Required work: Scan the lines below for the string "RequestStatusResponse" and report how many lines contain it, giving only the number.

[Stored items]
· · ·

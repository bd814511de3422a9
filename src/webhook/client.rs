//! HTTP client for the editor extension's webhook endpoint.
//!
//! Expected failure modes never surface as `Err`: submissions resolve to a
//! [`SendResult`] with a structured error code, and probes resolve to
//! `Option` (`None` meaning "unreachable"). Callers that want to know *why*
//! a probe failed can raise the log level.

use crate::webhook::protocol::{
    self, error_codes, evaluate_readiness, PollOptions, PollOutcome, PollStatus, PromptRequest,
    QueueStatus, Readiness, RequestStatus, RequestStatusResponse, SendResult, ServerHealth,
    StatusProbe, WebhookPayload, WorkspaceReadiness,
};
use crate::DeskhookConfig;
use chrono::Utc;
use reqwest::{Client, StatusCode};
use serde::Serialize;
use std::time::Duration;
use tracing::{debug, warn};

/// Bounded busy-wait defaults for `wait_until_chat_free`
const CHAT_FREE_POLLS: u32 = 15;
const CHAT_FREE_INTERVAL: Duration = Duration::from_secs(1);

/// HTTP client for the webhook endpoint.
///
/// Construct one per process and inject it where needed; there is no global
/// instance, so tests can point a client at a fake server.
pub struct WebhookClient {
    http: Client,
    webhook_url: String,
    server_root: String,
    request_timeout: Duration,
    probe_timeout: Duration,
    stuck_threshold: Duration,
}

impl WebhookClient {
    pub fn new(config: &DeskhookConfig) -> Self {
        let http = Client::builder()
            .connect_timeout(Duration::from_secs(5))
            .user_agent(concat!("deskhook/", env!("CARGO_PKG_VERSION")))
            .build()
            .unwrap_or_else(|_| Client::new());

        Self {
            http,
            server_root: protocol::derive_server_root(&config.webhook_url),
            webhook_url: config.webhook_url.clone(),
            request_timeout: config.request_timeout,
            probe_timeout: config.probe_timeout,
            stuck_threshold: config.stuck_threshold,
        }
    }

    pub fn webhook_url(&self) -> &str {
        &self.webhook_url
    }

    // ─── Submissions ────────────────────────────────────────────────

    /// Submit a prompt with optional context to the assistant.
    pub async fn send_prompt(&self, prompt: &str, context: Option<&str>) -> SendResult {
        let body = PromptRequest { prompt, context };
        self.post_normalized(&self.webhook_url, &body).await
    }

    /// Submit a legacy generic action envelope.
    pub async fn send_webhook(&self, payload: &WebhookPayload) -> SendResult {
        self.post_normalized(&self.webhook_url, payload).await
    }

    /// Connectivity test against `POST {root}/test`, echoing a
    /// client-identifying payload.
    pub async fn test_connection(&self) -> SendResult {
        let body = serde_json::json!({
            "client": "deskhook",
            "version": env!("CARGO_PKG_VERSION"),
        });
        let url = format!("{}/test", self.server_root);
        self.post_normalized(&url, &body).await
    }

    async fn post_normalized<B: Serialize + ?Sized>(&self, url: &str, body: &B) -> SendResult {
        let sent = self
            .http
            .post(url)
            .json(body)
            .timeout(self.request_timeout)
            .send()
            .await;

        match sent {
            Ok(response) => Self::normalize_response(response).await,
            Err(e) => self.normalize_transport_error(e),
        }
    }

    /// Map an HTTP response onto the single typed result shape. The server
    /// uses distinct status codes for domain errors (400 missing prompt,
    /// 503 no workspace / unavailable) and may carry a structured body on
    /// any of them.
    async fn normalize_response(response: reqwest::Response) -> SendResult {
        let status = response.status();
        let body = response.json::<protocol::WebhookResponse>().await.ok();

        if status.is_success() {
            return match body {
                Some(parsed) => SendResult::from_response(parsed),
                None => SendResult::failure(
                    error_codes::UNKNOWN_ERROR,
                    "Extension returned an unreadable response body",
                ),
            };
        }

        let default_code = match status {
            StatusCode::BAD_REQUEST => error_codes::MISSING_PROMPT,
            StatusCode::SERVICE_UNAVAILABLE => error_codes::SERVICE_UNAVAILABLE,
            _ => error_codes::REQUEST_FAILED,
        };

        match body {
            Some(parsed) => {
                let code = parsed
                    .error
                    .clone()
                    .unwrap_or_else(|| default_code.to_string());
                let message = parsed
                    .message
                    .clone()
                    .unwrap_or_else(|| format!("Extension answered HTTP {}", status.as_u16()));
                SendResult {
                    success: false,
                    message: Some(message),
                    request_id: parsed.request_id,
                    status: None,
                    queue_position: None,
                    error: Some(code),
                    suggestions: parsed.suggestions.unwrap_or_default(),
                    action_required: parsed.action_required,
                }
            }
            None => SendResult::failure(
                default_code,
                format!("Extension answered HTTP {}", status.as_u16()),
            ),
        }
    }

    fn normalize_transport_error(&self, e: reqwest::Error) -> SendResult {
        if e.is_timeout() {
            debug!("Webhook request timed out: {}", e);
            SendResult::timeout(self.request_timeout)
        } else if e.is_connect() {
            debug!("Webhook connection failed: {}", e);
            SendResult::connection_error(format!("Cannot reach extension: {}", e))
        } else {
            debug!("Webhook transport error: {}", e);
            SendResult::connection_error(e.to_string())
        }
    }

    // ─── Health & readiness ─────────────────────────────────────────

    /// `GET {root}/health`. Returns `None` on ANY failure; callers must
    /// treat `None` as "extension unreachable".
    pub async fn get_health(&self) -> Option<ServerHealth> {
        self.probe_json(&format!("{}/health", self.server_root)).await
    }

    /// `GET {root}/queue`. Returns `None` on any failure.
    pub async fn get_queue_status(&self) -> Option<QueueStatus> {
        self.probe_json(&format!("{}/queue", self.server_root)).await
    }

    async fn probe_json<T: serde::de::DeserializeOwned>(&self, url: &str) -> Option<T> {
        let response = self
            .http
            .get(url)
            .timeout(self.probe_timeout)
            .send()
            .await
            .map_err(|e| debug!("Probe {} failed: {}", url, e))
            .ok()?;

        if !response.status().is_success() {
            debug!("Probe {} answered HTTP {}", url, response.status().as_u16());
            return None;
        }

        response
            .json::<T>()
            .await
            .map_err(|e| debug!("Probe {} returned unreadable body: {}", url, e))
            .ok()
    }

    /// Boolean readiness summary. Never fails.
    pub async fn check_workspace_ready(&self) -> WorkspaceReadiness {
        match self.get_health().await {
            Some(health) => WorkspaceReadiness {
                connected: true,
                workspace_ready: health.workspace.ready,
                chat_busy: health.chat.busy,
            },
            None => WorkspaceReadiness {
                connected: false,
                workspace_ready: false,
                chat_busy: false,
            },
        }
    }

    /// Readiness decision with the stuck-chat override. A busy flag with no
    /// activity for longer than the configured threshold is overridden to
    /// not-busy; the override is logged so the heuristic stays observable.
    pub async fn is_ready(&self) -> Readiness {
        let health = self.get_health().await;
        let readiness = evaluate_readiness(health.as_ref(), self.stuck_threshold, Utc::now());
        if readiness.stuck_detected {
            warn!(
                "Chat reported busy but inactive for over {}s; treating as stuck and overriding",
                self.stuck_threshold.as_secs()
            );
        }
        readiness
    }

    /// Poll health until the chat is free, bounded at 15 polls of 1s.
    /// Returns false when the cap is exhausted or when waiting cannot help
    /// (unreachable, offline, no workspace).
    pub async fn wait_until_chat_free(&self) -> bool {
        self.wait_until_chat_free_with(CHAT_FREE_POLLS, CHAT_FREE_INTERVAL)
            .await
    }

    pub async fn wait_until_chat_free_with(&self, max_polls: u32, interval: Duration) -> bool {
        for attempt in 0..max_polls {
            if attempt > 0 {
                tokio::time::sleep(interval).await;
            }

            let Some(health) = self.get_health().await else {
                return false;
            };
            let readiness = evaluate_readiness(Some(&health), self.stuck_threshold, Utc::now());
            if readiness.ready {
                if readiness.stuck_detected {
                    warn!("Busy flag went stale while waiting; proceeding");
                }
                return true;
            }
            // Only a busy chat can clear on its own; anything else is a hard stop
            if !health.workspace.ready || health.status == protocol::HealthStatus::Offline {
                return false;
            }
            debug!("Chat busy, waiting ({}/{})", attempt + 1, max_polls);
        }
        false
    }

    // ─── Request status ─────────────────────────────────────────────

    /// `GET {root}/webhook/{id}/status`. A 404 is terminal: the extension
    /// most likely restarted and has no memory of the request.
    pub async fn get_request_status(&self, request_id: &str) -> StatusProbe {
        let url = format!("{}/webhook/{}/status", self.server_root, request_id);
        let response = match self.http.get(&url).timeout(self.probe_timeout).send().await {
            Ok(r) => r,
            Err(e) => return StatusProbe::Unreachable(e.to_string()),
        };

        match response.status() {
            StatusCode::NOT_FOUND => StatusProbe::NotFound,
            status if status.is_success() => match response.json::<RequestStatusResponse>().await {
                Ok(parsed) => StatusProbe::Status(parsed),
                Err(e) => StatusProbe::Unreachable(format!("unreadable status body: {}", e)),
            },
            status => StatusProbe::Unreachable(format!("HTTP {}", status.as_u16())),
        }
    }

    /// Bounded linear poll of a request's status.
    ///
    /// Short-circuits on `completed`/`failed`, terminates on 404, and
    /// returns a `timeout` outcome after exactly `max_attempts` polls
    /// otherwise. `on_status_change` is invoked once per observed status,
    /// including the final one; probes that fail to reach the server observe
    /// nothing and do not invoke it.
    pub async fn poll_for_completion<F>(
        &self,
        request_id: &str,
        options: PollOptions,
        mut on_status_change: F,
    ) -> PollOutcome
    where
        F: FnMut(RequestStatus),
    {
        for attempt in 0..options.max_attempts {
            if attempt > 0 {
                tokio::time::sleep(options.interval).await;
            }

            match self.get_request_status(request_id).await {
                StatusProbe::Status(observed) => {
                    on_status_change(observed.status);
                    match observed.status {
                        RequestStatus::Completed => {
                            return PollOutcome {
                                completed: true,
                                status: PollStatus::Completed,
                                error: None,
                            }
                        }
                        RequestStatus::Failed => {
                            return PollOutcome {
                                completed: false,
                                status: PollStatus::Failed,
                                error: observed.error.or(observed.message),
                            }
                        }
                        RequestStatus::Queued | RequestStatus::Processing => {}
                    }
                }
                StatusProbe::NotFound => {
                    return PollOutcome {
                        completed: false,
                        status: PollStatus::NotFound,
                        error: Some(
                            "Request not found; the extension may have restarted".to_string(),
                        ),
                    }
                }
                StatusProbe::Unreachable(detail) => {
                    debug!(
                        "Status probe {}/{} unreachable: {}",
                        attempt + 1,
                        options.max_attempts,
                        detail
                    );
                }
            }
        }

        PollOutcome {
            completed: false,
            status: PollStatus::Timeout,
            error: None,
        }
    }
}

· · ·

Expected answer: 2